While some Labour Ministers are seeking to cosy up to the Liberal Democrats, Mr Cameron will do no such thing despite the possibility they will have to work together if he fails to win an outright majority.

He accuses the Lib Dems of "blathering on" about being an alternative to the two old parties – rhetoric used by Mr Clegg during the debates – "even though they have been around for about 160 years and the last time they were in power they were done for selling peerages".

He appears to be working up a head of steam but leans back, laughs and decides he ought to rein himself in before he goes too far. It is a glimpse of him at his passionate best.

He is also excited today because the enthusiasm of the parents provides evidence that his bold school reforms could actually work, allowing him to attack the "naysayers and cynics" who criticise his vision of a Big Society with more individual responsibility.

Having just addressed the rally of parents rather than of party members and in a campaign where he has made stump speeches to workers in breweries and bakeries, Mr Cameron – who says he is "brimming with energy" and tucked up in bed at an early hour despite attending his sister's wedding on Saturday – contrasts his tactics with Labour's approach of going "from safe house to safe house".

Despite most opinion polls predicting a hung parliament, a Tory majority is still a "winnable argument" he says. "The big question is how do I get change? The answer is the Conservatives because anything else and you end up with Gordon Brown still in Downing Street."
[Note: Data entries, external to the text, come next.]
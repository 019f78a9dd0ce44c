use thiserror::Error;

/// Errors surfaced by the physics engine.
///
/// Nothing in the engine retries: every failure propagates to the caller of
/// the operation that triggered it.
#[derive(Error, Debug, Clone, PartialEq, Eq)]
pub enum PhysicsError {
    /// A connection to the engine could not be established.
    #[error("physics engine unavailable: {0}")]
    EngineUnavailable(String),
    /// The operation targeted a disconnected world, a removed body or a link
    /// or joint the body does not have.
    #[error("invalid handle: {0}")]
    InvalidHandle(String),
}

impl PhysicsError {
    pub(crate) fn invalid(message: impl Into<String>) -> Self {
        Self::InvalidHandle(message.into())
    }
}
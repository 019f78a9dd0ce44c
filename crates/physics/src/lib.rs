#![deny(clippy::all, clippy::pedantic)]
#![allow(clippy::module_name_repetitions)]
//! # CartPole++ Physics Engine
//!
//! A small CPU rigid-body engine that hosts the CartPole++ world: a cart on a
//! planar joint over a static ground, a pole on a spherical joint at the top
//! of the cart, a bounding box of walls and a handful of free-floating blocks.
//!
//! The engine is the "world client" collaborator of the `cartpole`
//! environment crate. It deliberately mirrors the primitive surface of a
//! general purpose rigid-body engine so that the environment code reads like
//! it is driving one:
//!
//! -   **Lifecycle:** [`World::connect`] / [`World::disconnect`]. A world owns
//!     its bodies; dropping it releases everything.
//! -   **Bodies:** [`World::load_body`] and [`World::remove_body`] hand out
//!     opaque [`BodyId`] handles for the models in [`Model`].
//! -   **Actuation:** [`World::apply_external_force`] and
//!     [`World::set_joint_motor`].
//! -   **Time:** [`World::step_simulation`] advances one fixed tick.
//! -   **Queries and resets:** base poses, link states and joint states, see
//!     the [`simulation`] module.
//!
//! Orientation helpers shared with the environment live in [`orientation`].
//!
//! ## Usage
//!
//! ```rust
//! use physics::{Frame, Model, World, CART_LINK};
//! use glam::DVec3;
//!
//! # fn main() -> Result<(), physics::PhysicsError> {
//! let mut world = World::connect(false)?;
//! let cart = world.load_body(Model::GroundCart)?;
//! world.apply_external_force(cart, CART_LINK, DVec3::new(10.0, 0.0, 0.0), DVec3::ZERO, Frame::Link)?;
//! world.step_simulation()?;
//! assert!(world.link_state(cart, CART_LINK)?.linear_velocity.x > 0.0);
//! world.disconnect();
//! # Ok(())
//! # }
//! ```

pub mod builder;
pub mod cartpole;
mod collision;
pub mod error;
mod integrator;
pub mod orientation;
pub mod simulation;
pub mod types;

pub use cartpole::CartPoleConfig;
pub use error::PhysicsError;
pub use simulation::World;
pub use types::{
    BodyId, Frame, JointMotor, JointState, LinkState, Material, Model, PhysParams, WallBox,
    BASE_LINK, CART_LINK, POLE_LINK,
};
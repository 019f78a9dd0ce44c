//! Block-block collision detection

use glam::DVec3;

use super::Contact;
use crate::simulation::BlockBody;

/// Detect collision between two blocks, each treated as its inscribed sphere.
///
/// The contact normal points from `a` to `b`.
#[must_use]
pub fn detect_block_block_collision(a: &BlockBody, b: &BlockBody) -> Option<Contact> {
    let delta = b.pos - a.pos;
    let distance_squared = delta.length_squared();
    let min_distance = a.half_extent + b.half_extent;

    if distance_squared >= min_distance * min_distance {
        return None;
    }

    let distance = distance_squared.sqrt();
    let normal = if distance > 1e-4 { delta / distance } else { DVec3::Z };
    let depth = min_distance - distance;
    let point = a.pos + normal * a.half_extent;

    Some(Contact::new(point, normal, depth, &a.material, &b.material))
}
n Britain is still heading for a hung parliament, with Labour trailing in third place in the popular vote, an opinion poll suggested last night.

The YouGov daily tracker poll for The Sun showed the Tories unchanged on 34 per cent – four points ahead of the Lib Dems who were up one on 30 per cent, while Labour were down one on 28 per cent.


David Cameron appealed for voters in parts of the region still scarred by 1980s Tory reforms to give the party a second chance.

He admitted that "feelings still can run very deep" from an era that saw communities devastated by unemployment and the collapse of manufacturing and mining.

And while he offered no apology to those who blame Margaret Thatcher's governments for failing to offer any help, he appealed to voters to recognise how the party has modernised and changed in the past four years under his leadership.

"I know it was a very difficult period and big changes took place," said Mr Cameron. "I think people understand some of those changes had to take place in terms of our country and I know that the feelings still can run very deep.

"But this is a different election, there's a new choice, and a new Conservative party."

Parts of South Yorkshire in particular remain hostile to the Tories – with only the new seat of Penistone and Stocksbridge a realistic target for them – and the party needs to make serious inroads into Labour constituencies in West Yorkshire to regain power.